▶ [Required work]: Needed from the data below: every line from the one with "fn load_node(config_path: &Path, verbose: bool)" up to and including the one with "this file secure!", repeated exactly and with nothing else.
** Opening Provided data block **
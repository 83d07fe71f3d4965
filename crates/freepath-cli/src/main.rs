//! Freepath CLI
//!
//! Peer-to-peer secure messaging over LAN links and stateless envelopes.

mod config;

use std::io::Read;
use std::path::{Path, PathBuf};
use std::sync::Arc;
use std::time::{Duration, SystemTime, UNIX_EPOCH};

use anyhow::Context;
use clap::{Parser, Subcommand};
use freepath_core::envelope::{self, Fragment, StatelessEnvelope};
use freepath_core::{
    ContactBook, Frame, FrameType, LocalIdentity, NodeId, ProtocolError, StatefulProtocol,
};
use freepath_transport::LanLinkAdapter;
use tokio::io::{AsyncBufReadExt, BufReader};
use tokio::sync::mpsc;
use tracing_subscriber::EnvFilter;

use config::{Config, ContactEntry, IdentityFile};

/// Interval between dial attempts to configured contacts that are not connected
const REDIAL_INTERVAL: Duration = Duration::from_secs(5);

/// Freepath - authenticated, encrypted node-to-node messaging
#[derive(Parser)]
#[command(name = "freepath")]
#[command(author, version, about, long_about = None)]
struct Cli {
    /// Enable verbose output
    #[arg(short, long, global = true)]
    verbose: bool,

    #[command(subcommand)]
    command: Commands,
}

#[derive(Subcommand)]
enum Commands {
    /// Generate a new node identity
    Keygen {
        /// Output file for the secret keys
        #[arg(short, long)]
        out: PathBuf,

        /// Name to use in the printed contact entry
        #[arg(long, default_value = "me")]
        name: String,
    },

    /// Show the node ID and public keys of an identity
    Id {
        /// Identity file
        #[arg(short, long)]
        identity: PathBuf,
    },

    /// Run a LAN node: send stdin lines `<contact> <text>`, print what arrives
    Run {
        /// Configuration file path
        #[arg(short, long, default_value_os_t = Config::default_path())]
        config: PathBuf,
    },

    /// Seal a stateless envelope for a contact
    Seal {
        /// Configuration file path
        #[arg(short, long, default_value_os_t = Config::default_path())]
        config: PathBuf,

        /// Recipient name or node ID
        #[arg(long)]
        to: String,

        /// Plaintext file (stdin if omitted)
        #[arg(long = "in")]
        input: Option<PathBuf>,
    },

    /// Verify and decrypt a stateless envelope
    Open {
        /// Configuration file path
        #[arg(short, long, default_value_os_t = Config::default_path())]
        config: PathBuf,

        /// Envelope JSON file (stdin if omitted)
        #[arg(long = "in")]
        input: Option<PathBuf>,
    },
}

#[tokio::main]
async fn main() -> anyhow::Result<()> {
    let cli = Cli::parse();

    match cli.command {
        Commands::Keygen { out, name } => {
            init_logging(cli.verbose, "info");
            generate_identity(&out, &name)
        }
        Commands::Id { identity } => {
            init_logging(cli.verbose, "info");
            show_identity(&identity)
        }
        Commands::Run { config } => {
            let (cfg, identity) = load_node(&config, cli.verbose)?;
            run_node(cfg, identity).await
        }
        Commands::Seal { config, to, input } => {
            let (cfg, identity) = load_node(&config, cli.verbose)?;
            seal_envelope(&cfg, &identity, &to, input.as_deref())
        }
        Commands::Open { config, input } => {
            let (cfg, identity) = load_node(&config, cli.verbose)?;
            open_envelope(&cfg, &identity, input.as_deref())
        }
    }
}

/// Logs go to stderr so stdout carries only command output.
fn init_logging(verbose: bool, level: &str) {
    let filter = EnvFilter::try_from_default_env()
        .unwrap_or_else(|_| EnvFilter::new(if verbose { "debug" } else { level }));
    tracing_subscriber::fmt()
        .with_env_filter(filter)
        .with_writer(std::io::stderr)
        .init();
}

fn load_node(config_path: &Path, verbose: bool) -> anyhow::Result<(Config, LocalIdentity)> {
    let config = Config::load(config_path)?;
    init_logging(verbose, &config.logging.level.to_lowercase());

    let identity_path = config.identity_path(config_path);
    let identity = IdentityFile::load(&identity_path)?;
    tracing::debug!(
        "Loaded identity {} from {}",
        identity.node_id(),
        identity_path.display()
    );
    Ok((config, identity))
}

/// Generate a new identity and print its shareable contact entry
fn generate_identity(out: &Path, name: &str) -> anyhow::Result<()> {
    let identity = LocalIdentity::generate();
    IdentityFile::from_identity(&identity).save(out)?;

    println!("Node ID: {}", identity.node_id());
    println!("Identity saved to: {}", out.display());
    println!("\nKeep this file secure! It contains your secret keys.");
    println!("\nShare this entry with your contacts:\n");
    print_contact_entry(&ContactEntry::new(name, &identity.contact_info(), None))
}

/// Print the public half of an identity
fn show_identity(path: &Path) -> anyhow::Result<()> {
    let identity = IdentityFile::load(path)?;
    let info = identity.contact_info();

    println!("Node ID:  {}", identity.node_id());
    println!("Sig key:  {}", hex::encode(info.sig_key_public.as_bytes()));
    println!("Enc key:  {}", hex::encode(info.enc_key_public.as_bytes()));
    Ok(())
}

fn print_contact_entry(entry: &ContactEntry) -> anyhow::Result<()> {
    #[derive(serde::Serialize)]
    struct Contacts<'a> {
        contacts: [&'a ContactEntry; 1],
    }
    print!("{}", toml::to_string(&Contacts { contacts: [entry] })?);
    Ok(())
}

/// Run a LAN messaging node until Ctrl+C
async fn run_node(config: Config, identity: LocalIdentity) -> anyhow::Result<()> {
    let identity = Arc::new(identity);
    let contacts = Arc::new(config.contact_book()?);
    let listen_addr = config.parse_listen_addr()?;

    let lan = LanLinkAdapter::new(
        identity.node_id(),
        listen_addr,
        contacts.clone(),
        config.link_config(),
    )?;
    let (app_tx, mut app_rx) = mpsc::unbounded_channel::<(NodeId, Frame)>();
    let protocol = StatefulProtocol::with_config(
        identity.clone(),
        contacts.clone(),
        Arc::new(lan.clone()),
        Arc::new(app_tx),
        config.protocol_config(),
    )?;
    lan.set_link_events(protocol.link_events());
    protocol.start().await?;

    println!("Freepath node {}", identity.node_id());
    println!("Version: {}", env!("CARGO_PKG_VERSION"));
    if let Some(addr) = lan.local_addr() {
        println!("Listening on: {addr}");
    }
    println!("Contacts: {}", contacts.len());
    println!("\nType '<contact> <message>' to send, Ctrl+C to stop");

    let dialer = tokio::spawn(redial_contacts(lan.clone(), dial_targets(&config)?));

    let mut lines = BufReader::new(tokio::io::stdin()).lines();
    let mut stdin_open = true;
    loop {
        tokio::select! {
            Some((peer, frame)) = app_rx.recv() => print_frame(&config, &peer, &frame),
            line = lines.next_line(), if stdin_open => match line? {
                Some(line) => send_line(&config, &protocol, &line).await,
                None => stdin_open = false,
            },
            _ = tokio::signal::ctrl_c() => break,
        }
    }

    println!("\nShutting down...");
    dialer.abort();
    protocol.stop().await?;
    Ok(())
}

fn dial_targets(config: &Config) -> anyhow::Result<Vec<(NodeId, std::net::SocketAddr)>> {
    let mut targets = Vec::new();
    for entry in &config.contacts {
        if let Some(addr) = entry.socket_addr()? {
            targets.push((entry.node_id()?, addr));
        }
    }
    Ok(targets)
}

async fn redial_contacts(lan: LanLinkAdapter, targets: Vec<(NodeId, std::net::SocketAddr)>) {
    if targets.is_empty() {
        return;
    }
    let mut ticker = tokio::time::interval(REDIAL_INTERVAL);
    loop {
        ticker.tick().await;
        for (peer, addr) in &targets {
            if lan.is_connected(peer) {
                continue;
            }
            if let Err(e) = lan.connect(*peer, *addr).await {
                tracing::debug!(%peer, %addr, "Dial failed: {}", e);
            }
        }
    }
}

fn print_frame(config: &Config, peer: &NodeId, frame: &Frame) {
    let from = config.display_name(peer);
    match frame.frame_type() {
        FrameType::Data => {
            println!("[{}] {}", from, String::from_utf8_lossy(&frame.payload));
        }
        FrameType::Ack => tracing::debug!("ACK from {} (seq {})", from, frame.seq),
        other => tracing::debug!("Ignoring {:?} frame from {}", other, from),
    }
}

async fn send_line(config: &Config, protocol: &StatefulProtocol, line: &str) {
    let line = line.trim();
    if line.is_empty() {
        return;
    }
    let Some((target, text)) = line.split_once(char::is_whitespace) else {
        println!("usage: <contact> <message>");
        return;
    };
    let Some(entry) = config.find_contact(target) else {
        println!("unknown contact: {target}");
        return;
    };
    let peer = match entry.node_id() {
        Ok(peer) => peer,
        Err(e) => {
            println!("{e}");
            return;
        }
    };

    match protocol.send(&peer, text.trim_start().as_bytes()).await {
        Ok(()) => tracing::debug!("Sent {} bytes to {}", text.len(), entry.name),
        Err(ProtocolError::NoSession(_)) => {
            println!("no session with {} yet", entry.name);
        }
        Err(e) => println!("send to {} failed: {}", entry.name, e),
    }
}

fn read_input(input: Option<&Path>) -> anyhow::Result<Vec<u8>> {
    match input {
        Some(path) => {
            std::fs::read(path).with_context(|| format!("cannot read {}", path.display()))
        }
        None => {
            let mut buf = Vec::new();
            std::io::stdin().read_to_end(&mut buf)?;
            Ok(buf)
        }
    }
}

fn now_millis() -> anyhow::Result<i64> {
    let elapsed = SystemTime::now().duration_since(UNIX_EPOCH)?;
    Ok(i64::try_from(elapsed.as_millis())?)
}

/// Seal `input` for a contact and print the envelope JSON
fn seal_envelope(
    config: &Config,
    identity: &LocalIdentity,
    to: &str,
    input: Option<&Path>,
) -> anyhow::Result<()> {
    let entry = config
        .find_contact(to)
        .ok_or_else(|| anyhow::anyhow!("unknown contact: {}", to))?;
    let info = entry.info()?;
    let plaintext = read_input(input)?;

    let sealed = envelope::seal(
        identity,
        &info.node_id(),
        &info.enc_key_public,
        &plaintext,
        now_millis()?,
        Fragment::default(),
    )?;
    tracing::info!("Sealed {} bytes for {}", plaintext.len(), entry.name);

    println!("{}", String::from_utf8(sealed.encode()?)?);
    Ok(())
}

/// Verify and decrypt an envelope addressed to this node
fn open_envelope(
    config: &Config,
    identity: &LocalIdentity,
    input: Option<&Path>,
) -> anyhow::Result<()> {
    let contacts: ContactBook = config.contact_book()?;
    let raw = read_input(input)?;
    let sealed = StatelessEnvelope::decode(raw.trim_ascii())?;
    let plaintext = envelope::open(&sealed, identity, &contacts)?;

    let sender = sealed
        .sender_id
        .parse::<NodeId>()
        .map_or_else(|_| sealed.sender_id.clone(), |id| config.display_name(&id));
    tracing::info!(
        "Envelope from {} ({} of {}), timestamp {}",
        sender,
        sealed.fragment_index + 1,
        sealed.fragment_count,
        sealed.timestamp
    );

    println!("[{}] {}", sender, String::from_utf8_lossy(&plaintext));
    Ok(())
}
** Closing Provided data block **
▶ [Output for this exercise]:
fn load_node(config_path: &Path, verbose: bool) -> anyhow::Result<(Config, LocalIdentity)> {
    let config = Config::load(config_path)?;
    init_logging(verbose, &config.logging.level.to_lowercase());

    let identity_path = config.identity_path(config_path);
    let identity = IdentityFile::load(&identity_path)?;
    tracing::debug!(
        "Loaded identity {} from {}",
        identity.node_id(),
        identity_path.display()
    );
    Ok((config, identity))
}

/// Generate a new identity and print its shareable contact entry
fn generate_identity(out: &Path, name: &str) -> anyhow::Result<()> {
    let identity = LocalIdentity::generate();
    IdentityFile::from_identity(&identity).save(out)?;

    println!("Node ID: {}", identity.node_id());
    println!("Identity saved to: {}", out.display());
    println!("\nKeep this file secure! It contains your secret keys.");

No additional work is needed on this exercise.